Activity: With the first line as the start and the line containing "any activity runs" as the end, write out every line of the records exactly.

Saved entries:
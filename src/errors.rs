//! Typed error hierarchy for the teardown engine.
//!
//! One enum per subsystem:
//! - `InputError`: malformed or ambiguous requests, rejected before any activity runs
//! - `ActivityError`: a single activity attempt failed (classified for retry)
//! - `StoreError`: a cluster collaborator (helm, kubectl) call failed
//! - `HistoryError`: the durable run history could not be read or written
//! - `HostError`: admission, replay, and persistence failures in the execution host
//! - `TeardownError`: what a caller of `run_teardown` gets back

use std::fmt;
use std::path::PathBuf;

use serde::{Deserialize, Serialize};
use thiserror::Error;

use crate::activities::ActivityKind;
use crate::host::RunId;
use crate::orchestrator::{TeardownOutcome, TeardownState};

/// Request validation failures. Never retried.
#[derive(Debug, Error)]
pub enum InputError {
    #[error("release name must not be empty")]
    EmptyReleaseName,

    #[error("{field} '{input}' is empty after sanitization")]
    EmptyComponent { field: &'static str, input: String },

    #[error("missing required identifier: {0}")]
    MissingIdentifier(&'static str),

    #[error("both an explicit release name and repository identifiers were supplied")]
    AmbiguousNaming,

    #[error("no release name or repository identifiers were supplied")]
    MissingNaming,

    #[error("release name '{name}' is {len} characters long; the limit is {max}")]
    NameTooLong { name: String, len: usize, max: usize },

    #[error("namespace must not be empty")]
    EmptyNamespace,

    #[error("invalid run id '{0}': use letters, digits, '.', '_' or '-'")]
    InvalidRunId(String),

    #[error("invalid duration '{value}': {message}")]
    InvalidDuration { value: String, message: String },

    #[error("malformed request document: {0}")]
    MalformedRequest(String),

    #[error("unsupported request version {found}; expected version {supported}")]
    UnsupportedVersion { found: u32, supported: u32 },
}

/// How the host should treat a failed activity attempt.
#[derive(Debug, Clone, Copy, PartialEq, Eq, Serialize, Deserialize)]
#[serde(rename_all = "snake_case")]
pub enum ActivityErrorKind {
    /// Collaborator unreachable or reported a transient failure.
    Retryable,
    /// Retrying cannot help (bad input, permanent refusal).
    NonRetryable,
    /// The attempt exceeded its start-to-close budget.
    TimedOut,
}

/// Failure of a single activity attempt, serializable so it can be replayed
/// from history verbatim.
#[derive(Debug, Clone, PartialEq, Eq, Error, Serialize, Deserialize)]
pub struct ActivityError {
    pub kind: ActivityErrorKind,
    pub message: String,
}

impl ActivityError {
    pub fn retryable(message: impl Into<String>) -> Self {
        Self {
            kind: ActivityErrorKind::Retryable,
            message: message.into(),
        }
    }

    pub fn non_retryable(message: impl Into<String>) -> Self {
        Self {
            kind: ActivityErrorKind::NonRetryable,
            message: message.into(),
        }
    }

    pub fn timed_out(budget: std::time::Duration) -> Self {
        Self {
            kind: ActivityErrorKind::TimedOut,
            message: format!(
                "activity timed out after {}",
                humantime::format_duration(budget)
            ),
        }
    }

    pub fn is_retryable(&self) -> bool {
        !matches!(self.kind, ActivityErrorKind::NonRetryable)
    }
}

impl fmt::Display for ActivityError {
    fn fmt(&self, f: &mut fmt::Formatter<'_>) -> fmt::Result {
        f.write_str(&self.message)
    }
}

/// Failures talking to the release store or cluster inventory.
#[derive(Debug, Clone, PartialEq, Eq, Error)]
pub enum StoreError {
    /// Unreachable, timed out, or an unclassified tool failure.
    #[error("cluster unavailable: {0}")]
    Unavailable(String),

    /// The cluster definitively refused the request.
    #[error("request rejected: {0}")]
    Rejected(String),

    #[error("release {0} not found")]
    NotFound(String),

    #[error("unexpected tool output: {0}")]
    Malformed(String),
}

/// Failures reading or writing a run's history log.
#[derive(Debug, Error)]
pub enum HistoryError {
    #[error("history I/O failed at {path}: {source}")]
    Io {
        path: PathBuf,
        #[source]
        source: std::io::Error,
    },

    #[error("failed to encode history event: {0}")]
    Encode(#[source] serde_json::Error),

    #[error("corrupt history at {path} line {line}: {source}")]
    Corrupt {
        path: PathBuf,
        line: usize,
        #[source]
        source: serde_json::Error,
    },

    #[error("history store lock poisoned")]
    LockPoisoned,
}

/// Failures inside the durable execution host.
#[derive(Debug, Error)]
pub enum HostError {
    #[error("run {run_id} is already in flight")]
    AlreadyRunning { run_id: RunId },

    #[error("run {run_id} is held by another process (lock {path})")]
    LockedElsewhere { run_id: RunId, path: PathBuf },

    #[error("run {run_id} has unfinished history for a different request")]
    RequestMismatch { run_id: RunId },

    #[error("no history recorded for run {0}")]
    UnknownRun(RunId),

    #[error("history for run {0} does not start with a RunStarted event")]
    MissingStart(RunId),

    #[error("replay of run {run_id} diverged at step {seq}: expected {expected}, found {found}")]
    Nondeterminism {
        run_id: RunId,
        seq: u64,
        expected: String,
        found: String,
    },

    #[error("failed to (de)serialize activity payload: {0}")]
    Payload(#[source] serde_json::Error),

    #[error(transparent)]
    History(#[from] HistoryError),
}

/// Invalid input to the teardown state machine. Indicates a driver bug.
#[derive(Debug, Error)]
#[error("no transition from {state:?} on {observation}")]
pub struct TransitionError {
    pub state: TeardownState,
    pub observation: &'static str,
}

/// Run-level failure returned from `run_teardown`.
#[derive(Debug, Error)]
pub enum TeardownError {
    #[error(transparent)]
    Input(#[from] InputError),

    #[error(transparent)]
    Host(#[from] HostError),

    #[error(transparent)]
    Transition(#[from] TransitionError),

    /// An activity exhausted its retries. The terminal outcome is still
    /// recorded and returned alongside the originating error.
    #[error("{activity} activity failed: {source}")]
    ActivityFailed {
        activity: ActivityKind,
        outcome: Box<TeardownOutcome>,
        #[source]
        source: ActivityError,
    },
}

impl TeardownError {
    /// The terminal outcome, when the run got far enough to produce one.
    pub fn outcome(&self) -> Option<&TeardownOutcome> {
        match self {
            TeardownError::ActivityFailed { outcome, .. } => Some(&**outcome),
            _ => None,
        }
    }
}

#[cfg(test)]
mod tests {
    use super::*;
    use std::time::Duration;

    #[test]
    fn activity_error_retryability_by_kind() {
        assert!(ActivityError::retryable("connection refused").is_retryable());
        assert!(ActivityError::timed_out(Duration::from_secs(5)).is_retryable());
        assert!(!ActivityError::non_retryable("forbidden").is_retryable());
    }

    #[test]
    fn activity_error_display_is_message_verbatim() {
        let err = ActivityError::retryable("uninstall: release foo failed: timed out waiting");
        assert_eq!(
            err.to_string(),
            "uninstall: release foo failed: timed out waiting"
        );
    }

    #[test]
    fn timed_out_message_names_budget() {
        let err = ActivityError::timed_out(Duration::from_secs(120));
        assert_eq!(err.kind, ActivityErrorKind::TimedOut);
        assert!(err.to_string().contains("2m"));
    }

    #[test]
    fn activity_error_round_trips_through_json() {
        let err = ActivityError::non_retryable("denied");
        let json = serde_json::to_string(&err).unwrap();
        let back: ActivityError = serde_json::from_str(&json).unwrap();
        assert_eq!(back, err);
    }

    #[test]
    fn input_error_name_too_long_carries_lengths() {
        let err = InputError::NameTooLong {
            name: "x".repeat(60),
            len: 60,
            max: 53,
        };
        let msg = err.to_string();
        assert!(msg.contains("60"));
        assert!(msg.contains("53"));
    }

    #[test]
    fn host_error_converts_from_history_error() {
        let inner = HistoryError::LockPoisoned;
        let err: HostError = inner.into();
        assert!(matches!(err, HostError::History(HistoryError::LockPoisoned)));
    }

    #[test]
    fn teardown_error_without_outcome() {
        let err: TeardownError = InputError::AmbiguousNaming.into();
        assert!(err.outcome().is_none());
        assert!(err.to_string().contains("both"));
    }

    #[test]
    fn all_error_types_implement_std_error_trait() {
        fn assert_std_error<E: std::error::Error>(_: &E) {}
        assert_std_error(&InputError::EmptyNamespace);
        assert_std_error(&ActivityError::retryable("x"));
        assert_std_error(&HistoryError::LockPoisoned);
        assert_std_error(&HostError::UnknownRun(RunId::new("r1").unwrap()));
    }
}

Written response:
filename src/errors.rs
//! Typed error hierarchy for the teardown engine.
//!
//! One enum per subsystem:
//! - `InputError`: malformed or ambiguous requests, rejected before any activity runs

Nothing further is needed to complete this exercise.